◆ Goal of the exercise:
What lines in the records below include the word "transferred"? Return each one.

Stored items
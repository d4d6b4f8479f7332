//! Protocol events for state change notifications.
//!
//! Events are appended only by committed operations; a failed call leaves
//! the log exactly as it was.

use serde::{Deserialize, Serialize};

use crate::core::amount::{NativeAmount, ShareAmount, TokenAmount};
use crate::core::share::ShareClass;
use crate::utils::address::{Address, Hash};
use crate::utils::constants::MAX_RETAINED_EVENTS;

// ═══════════════════════════════════════════════════════════════════════════════
// EVENT TYPES
// ═══════════════════════════════════════════════════════════════════════════════

/// All protocol event types
#[derive(Debug, Clone, PartialEq, Eq, Serialize, Deserialize)]
pub enum ProtocolEvent {
    // Orchestrator Events
    /// Scale factor compounded forward
    ScaleFactorUpdated(ScaleFactorUpdatedEvent),
    /// Shares exchanged along the invariant curve
    SharesExchanged(SharesExchangedEvent),

    // Share Events
    /// Base shares minted at genesis, transferred or burned
    ShareTransfer(ShareTransferEvent),

    // Token Events
    /// Scaled tokens transferred or burned
    TokenTransfer(TokenTransferEvent),

    // Auction Events
    /// Bid accepted
    AuctionBid(AuctionBidEvent),
    /// Displaced bid returned to its bidder
    BidRefunded(BidRefundedEvent),
    /// Auction settled
    AuctionSettled(AuctionSettledEvent),
    /// Next auction opened
    AuctionCreated(AuctionCreatedEvent),
}

impl ProtocolEvent {
    /// Get the event type as a string
    pub fn event_type(&self) -> &'static str {
        match self {
            Self::ScaleFactorUpdated(_) => "ScaleFactorUpdated",
            Self::SharesExchanged(_) => "SharesExchanged",
            Self::ShareTransfer(_) => "ShareTransfer",
            Self::TokenTransfer(_) => "TokenTransfer",
            Self::AuctionBid(_) => "AuctionBid",
            Self::BidRefunded(_) => "BidRefunded",
            Self::AuctionSettled(_) => "AuctionSettled",
            Self::AuctionCreated(_) => "AuctionCreated",
        }
    }

    /// Get the timestamp of the event
    pub fn timestamp(&self) -> u64 {
        match self {
            Self::ScaleFactorUpdated(e) => e.timestamp,
            Self::SharesExchanged(e) => e.timestamp,
            Self::ShareTransfer(e) => e.timestamp,
            Self::TokenTransfer(e) => e.timestamp,
            Self::AuctionBid(e) => e.timestamp,
            Self::BidRefunded(e) => e.timestamp,
            Self::AuctionSettled(e) => e.timestamp,
            Self::AuctionCreated(e) => e.timestamp,
        }
    }

    /// Compute event hash
    pub fn hash(&self) -> Hash {
        let data = bincode::serialize(self).unwrap_or_default();
        Hash::sha256(&data)
    }
}

// ═══════════════════════════════════════════════════════════════════════════════
// ORCHESTRATOR EVENTS
// ═══════════════════════════════════════════════════════════════════════════════

/// Event emitted when the scale factor is compounded
#[derive(Debug, Clone, PartialEq, Eq, Serialize, Deserialize)]
pub struct ScaleFactorUpdatedEvent {
    /// Account whose call triggered the update
    pub caller: Address,
    /// New scale factor
    pub scale_factor: u128,
    /// Timestamp
    pub timestamp: u64,
}

/// Event emitted for every curve exchange
#[derive(Debug, Clone, PartialEq, Eq, Serialize, Deserialize)]
pub struct SharesExchangedEvent {
    /// Account debited
    pub payer: Address,
    /// Account credited
    pub recipient: Address,
    /// Class burned
    pub input: ShareClass,
    /// Class minted
    pub output: ShareClass,
    /// Shares burned
    pub amount_in: ShareAmount,
    /// Shares minted
    pub amount_out: ShareAmount,
    /// Timestamp
    pub timestamp: u64,
}

// ═══════════════════════════════════════════════════════════════════════════════
// SHARE EVENTS
// ═══════════════════════════════════════════════════════════════════════════════

/// Event emitted when base shares move outside an exchange or a settlement;
/// `from` is zero for a genesis mint and `to` is zero for a burn
#[derive(Debug, Clone, PartialEq, Eq, Serialize, Deserialize)]
pub struct ShareTransferEvent {
    /// Share class
    pub class: ShareClass,
    /// Sender
    pub from: Address,
    /// Recipient
    pub to: Address,
    /// Shares moved
    pub amount: ShareAmount,
    /// Timestamp
    pub timestamp: u64,
}

// ═══════════════════════════════════════════════════════════════════════════════
// TOKEN EVENTS
// ═══════════════════════════════════════════════════════════════════════════════

/// Event emitted when scaled tokens move; `to` is zero for a burn
#[derive(Debug, Clone, PartialEq, Eq, Serialize, Deserialize)]
pub struct TokenTransferEvent {
    /// Token class
    pub class: ShareClass,
    /// Sender
    pub from: Address,
    /// Recipient
    pub to: Address,
    /// Token amount requested
    pub amount: TokenAmount,
    /// Shares actually moved
    pub shares: ShareAmount,
    /// Timestamp
    pub timestamp: u64,
}

// ═══════════════════════════════════════════════════════════════════════════════
// AUCTION EVENTS
// ═══════════════════════════════════════════════════════════════════════════════

/// Event emitted when a bid is accepted
#[derive(Debug, Clone, PartialEq, Eq, Serialize, Deserialize)]
pub struct AuctionBidEvent {
    /// Auction number
    pub number: u64,
    /// Invariant amount on offer
    pub invariant_amount: u128,
    /// Bidder
    pub bidder: Address,
    /// Bid amount
    pub amount: NativeAmount,
    /// Timestamp
    pub timestamp: u64,
}

/// Event emitted when a displaced bid is refunded
#[derive(Debug, Clone, PartialEq, Eq, Serialize, Deserialize)]
pub struct BidRefundedEvent {
    /// Auction number
    pub number: u64,
    /// Displaced bidder
    pub bidder: Address,
    /// Refunded amount
    pub amount: NativeAmount,
    /// Timestamp
    pub timestamp: u64,
}

/// Event emitted when an auction is settled
#[derive(Debug, Clone, PartialEq, Eq, Serialize, Deserialize)]
pub struct AuctionSettledEvent {
    /// Auction number
    pub number: u64,
    /// Invariant amount that was on offer
    pub invariant_amount: u128,
    /// Winner, if anyone bid
    pub winner: Option<Address>,
    /// Winning bid
    pub bid_amount: NativeAmount,
    /// mShares minted to the winner
    pub m_minted: ShareAmount,
    /// bShares minted to the winner
    pub b_minted: ShareAmount,
    /// Timestamp
    pub timestamp: u64,
}

/// Event emitted when an auction opens
#[derive(Debug, Clone, PartialEq, Eq, Serialize, Deserialize)]
pub struct AuctionCreatedEvent {
    /// Auction number
    pub number: u64,
    /// Invariant amount on offer
    pub invariant_amount: u128,
    /// Start time
    pub start_time: u64,
    /// End time
    pub end_time: u64,
    /// Timestamp
    pub timestamp: u64,
}

// ═══════════════════════════════════════════════════════════════════════════════
// EVENT LOG
// ═══════════════════════════════════════════════════════════════════════════════

/// Ordered log of committed events, pruned to a bounded window
#[derive(Debug, Clone, Default, Serialize, Deserialize)]
pub struct EventLog {
    events: Vec<ProtocolEvent>,
    /// Events ever recorded, including pruned ones
    total: u64,
}

impl EventLog {
    /// Create a new empty event log
    pub fn new() -> Self {
        Self::default()
    }

    /// Add an event to the log
    pub fn push(&mut self, event: ProtocolEvent) {
        self.events.push(event);
        self.total += 1;

        if self.events.len() > MAX_RETAINED_EVENTS {
            self.events.drain(0..self.events.len() - MAX_RETAINED_EVENTS);
        }
    }

    /// Append another log's events to this one
    pub fn merge(&mut self, other: EventLog) {
        for event in other.events {
            self.push(event);
        }
    }

    /// Get all retained events
    pub fn events(&self) -> &[ProtocolEvent] {
        &self.events
    }

    /// Get the most recent `n` events
    pub fn recent(&self, n: usize) -> &[ProtocolEvent] {
        let start = self.events.len().saturating_sub(n);
        &self.events[start..]
    }

    /// Get events of a specific type
    pub fn filter_by_type(&self, event_type: &str) -> Vec<&ProtocolEvent> {
        self.events
            .iter()
            .filter(|e| e.event_type() == event_type)
            .collect()
    }

    /// Get the number of retained events
    pub fn len(&self) -> usize {
        self.events.len()
    }

    /// Check if empty
    pub fn is_empty(&self) -> bool {
        self.events.is_empty()
    }

    /// Number of events ever recorded
    pub fn total(&self) -> u64 {
        self.total
    }

    /// Last event, if any
    pub fn last(&self) -> Option<&ProtocolEvent> {
        self.events.last()
    }
}

// ═══════════════════════════════════════════════════════════════════════════════
// TESTS
// ═══════════════════════════════════════════════════════════════════════════════

#[cfg(test)]
mod tests {
    use super::*;

    fn bid_event(number: u64) -> ProtocolEvent {
        ProtocolEvent::AuctionBid(AuctionBidEvent {
            number,
            invariant_amount: 1,
            bidder: Address::from_label("alice"),
            amount: NativeAmount::from_units(1),
            timestamp: number * 10,
        })
    }

    #[test]
    fn test_event_types() {
        let event = bid_event(1);
        assert_eq!(event.event_type(), "AuctionBid");
        assert_eq!(event.timestamp(), 10);
    }

    #[test]
    fn test_event_hash_distinguishes_events() {
        assert_eq!(bid_event(1).hash(), bid_event(1).hash());
        assert_ne!(bid_event(1).hash(), bid_event(2).hash());
    }

    #[test]
    fn test_event_log_filter() {
        let mut log = EventLog::new();
        log.push(bid_event(1));
        log.push(ProtocolEvent::ScaleFactorUpdated(ScaleFactorUpdatedEvent {
            caller: Address::ZERO,
            scale_factor: 1,
            timestamp: 0,
        }));
        log.push(bid_event(2));

        assert_eq!(log.len(), 3);
        assert_eq!(log.filter_by_type("AuctionBid").len(), 2);
        assert_eq!(log.recent(1), &[bid_event(2)]);
    }

    #[test]
    fn test_event_log_pruning() {
        let mut log = EventLog::new();
        for i in 0..(MAX_RETAINED_EVENTS as u64 + 5) {
            log.push(bid_event(i));
        }
        assert_eq!(log.len(), MAX_RETAINED_EVENTS);
        assert_eq!(log.total(), MAX_RETAINED_EVENTS as u64 + 5);
        assert_eq!(log.events()[0], bid_event(5));
    }
}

◆ Your response:
    /// Base shares minted at genesis, transferred or burned
    /// Scaled tokens transferred or burned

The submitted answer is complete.